Vraies ou fausses nouveautés ?


Dans ce grand jeu de rapprochements et repositionnements, les départements à dominante motivation s'en sortent assez bien. Ainsi, Le Public Système Sales Marketing (ex-Blue Steam) affirme un nouveau positionnement "communication commerciale" et élargit son offre vers la promotion business et le MD. « C'est Le Public Système Sales Marketing qui est devenu la clé d'entrée sur ces différents métiers car c'est l'entité la plus proche des directions commerciales, explique Frédéric Bedin. L'enseigne regroupe désormais tous les métiers du groupe qui sont au service de l'accroissement des ventes. Une problématique que nous plaçons au même niveau que l'événementiel ou le corporate. » Reste que tous ces rapprochements et repositionnements ne sont guère un facteur de lisibilité du marché. Nées dans des univers différents, toutes les agences, devenues groupes, se rejoignent sur un territoire commun. Ce faisant, elles ont tendance à avoir de moins en moins d'aspérités et pour l'annonceur, le paysage devient flou. Autre écueil, relatif celui-là à l'émergence de nouvelles solutions : la fausse nouveauté.
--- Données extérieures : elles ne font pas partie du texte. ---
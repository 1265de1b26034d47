//! File objects.

use std::fs;
use std::io::{self, BufRead, BufReader, Write};

use bitflags::bitflags;

bitflags! {
    /// File open modes, parsed from fopen-style mode strings.
    #[derive(Debug, Clone, Copy, PartialEq, Eq)]
    pub struct FileMode: u8 {
        const READ = 0b001;
        const WRITE = 0b010;
        const APPEND = 0b100;
    }
}

impl FileMode {
    /// Parses an fopen-style mode string: `r`, `w`, `a`, with an optional
    /// `+` making the stream read-write.
    pub fn parse(mode: &str) -> Option<FileMode> {
        match mode {
            "r" => Some(FileMode::READ),
            "w" => Some(FileMode::WRITE),
            "a" => Some(FileMode::APPEND),
            "r+" => Some(FileMode::READ | FileMode::WRITE),
            "w+" => Some(FileMode::READ | FileMode::WRITE),
            "a+" => Some(FileMode::READ | FileMode::APPEND),
            _ => None,
        }
    }
}

/// The stream a file object wraps.
#[derive(Debug)]
pub enum FileHandle {
    /// The process's standard input.
    Stdin,

    /// The process's standard output. Never closed on finalization.
    Stdout,

    /// The process's standard error. Never closed on finalization.
    Stderr,

    /// A readable file, buffered for line reads.
    Read(BufReader<fs::File>),

    /// A writable or appendable file.
    Write(fs::File),
}

/// Wraps an OS stream handle. The handle is owned: it is closed when the
/// file object is finalized by the collector, when `close()` is called, or
/// at VM teardown — except for the three standard streams, which are only
/// flushed.
#[derive(Debug)]
pub struct PyroFile {
    /// The stream, or `None` once closed.
    pub stream: Option<FileHandle>,
}

impl PyroFile {
    /// Wraps an open stream.
    pub fn new(handle: FileHandle) -> Self {
        Self {
            stream: Some(handle),
        }
    }

    /// Returns true if the file has been closed.
    pub fn is_closed(&self) -> bool {
        self.stream.is_none()
    }

    /// Reads the next line, stripping the terminating LF or CRLF. Returns
    /// `None` at end of file.
    pub fn read_line_bytes(&mut self) -> io::Result<Option<Vec<u8>>> {
        let mut buf = Vec::new();
        let count = match &mut self.stream {
            Some(FileHandle::Read(reader)) => reader.read_until(b'\n', &mut buf)?,
            Some(FileHandle::Stdin) => io::stdin().lock().read_until(b'\n', &mut buf)?,
            _ => {
                return Err(io::Error::new(
                    io::ErrorKind::Unsupported,
                    "stream is not readable",
                ))
            }
        };
        if count == 0 {
            return Ok(None);
        }
        if buf.ends_with(b"\n") {
            buf.pop();
            if buf.ends_with(b"\r") {
                buf.pop();
            }
        }
        Ok(Some(buf))
    }

    /// Reads the remainder of the stream.
    pub fn read_to_end_bytes(&mut self) -> io::Result<Vec<u8>> {
        use std::io::Read;
        let mut buf = Vec::new();
        match &mut self.stream {
            Some(FileHandle::Read(reader)) => {
                reader.read_to_end(&mut buf)?;
            }
            Some(FileHandle::Stdin) => {
                io::stdin().lock().read_to_end(&mut buf)?;
            }
            _ => {
                return Err(io::Error::new(
                    io::ErrorKind::Unsupported,
                    "stream is not readable",
                ))
            }
        }
        Ok(buf)
    }

    /// Writes bytes to the stream.
    pub fn write_bytes(&mut self, bytes: &[u8]) -> io::Result<()> {
        match &mut self.stream {
            Some(FileHandle::Write(file)) => file.write_all(bytes),
            Some(FileHandle::Stdout) => io::stdout().write_all(bytes),
            Some(FileHandle::Stderr) => io::stderr().write_all(bytes),
            _ => Err(io::Error::new(
                io::ErrorKind::Unsupported,
                "stream is not writable",
            )),
        }
    }

    /// Closes the stream. Standard streams are flushed, not closed.
    pub fn close(&mut self) {
        match self.stream.take() {
            Some(FileHandle::Write(mut file)) => {
                let _ = file.flush();
            }
            Some(FileHandle::Stdout) => {
                let _ = std::io::stdout().flush();
            }
            Some(FileHandle::Stderr) => {
                let _ = std::io::stderr().flush();
            }
            _ => {}
        }
    }
}
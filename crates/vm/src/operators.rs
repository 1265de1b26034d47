//! Operator semantics for the Pyro virtual machine.
//!
//! Binary arithmetic promotes between i64 and f64; `+` also concatenates
//! strings and chars. Instances route through their `$op_binary_*` /
//! `$op_unary_*` methods when defined. Comparisons order numbers exactly —
//! an i64 is never rounded through f64 on the way to a comparison — and
//! fall back to lexicographic bytes for strings and element-wise order for
//! tuples.

use crate::error::{Panic, VmResult};
use crate::heap::{ObjKind, ObjTag};
use crate::objects::MapKind;
use crate::utf8;
use crate::value::{ObjRef, Value};
use crate::vm::Vm;

/// Compares an integer and a float exactly.
///
/// Casting the i64 to f64 would lose precision: only integers in
/// `[-(2^53), 2^53]` are exactly representable. Instead, a float outside
/// the i64 range is ordered by sign, and one inside it is split into whole
/// and fractional parts which are examined separately.
///
/// Returns -1, 0 or 1; 2 if the float is NaN.
pub(crate) fn compare_int_and_float(a: i64, b: f64) -> i32 {
    if b.is_nan() {
        return 2;
    }

    // 2^63; i64::MAX rounds up to this as a double.
    if b >= 9_223_372_036_854_775_808.0 {
        return -1;
    }
    // -(2^63) == i64::MIN exactly.
    if b < -9_223_372_036_854_775_808.0 {
        return 1;
    }

    let b_whole = if b >= 0.0 { b.floor() } else { b.ceil() };
    let b_fract = b - b_whole;

    if b_whole as i64 == a {
        if b_fract == 0.0 {
            0
        } else if a >= 0 {
            -1
        } else {
            1
        }
    } else if a < b_whole as i64 {
        -1
    } else {
        1
    }
}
Au fil des ans, nouveaux noms et concepts révolutionnaires ont été si nombreux que l'annonceur a de quoi être échaudé. « C'est un métier dans lequel on invente en permanence des concepts, analyse Frédéric Boullé, directeur général d'Alista, société qu'il a créée en 1992 (elle appartient désormais au groupe de marketing services SPB) et qui a un savoir-faire reconnu dans l'univers de la banque et de l'assurance. C'est normal puisque nous avons un métier d'idées. Mais tout ça, parfois, c'est "du bidon". On se demande même si la surenchère permanente aux nouveaux concepts ne s'apparente pas plus à une stratégie de communication de certaines agences qu'à autre chose. Car nous faisons tous le même métier : aller voir des clients, prendre leur brief et essayer d'y répondre le mieux possible, par des bonnes idées, des mécanismes performants, des maquettes créatives... » « La seule théorie marketing à laquelle je crois, c'est qu'il n'y a que sur le terrain que les meilleurs font la différence, renchérit Philippe Florentin. Il faut arrêter de se gorger de mots nouveaux. » Des nouveaux concepts, de nouvelles idées, pourquoi pas, à condition que ceux qui les inventent arrivent à leur donner du sens et du contenu.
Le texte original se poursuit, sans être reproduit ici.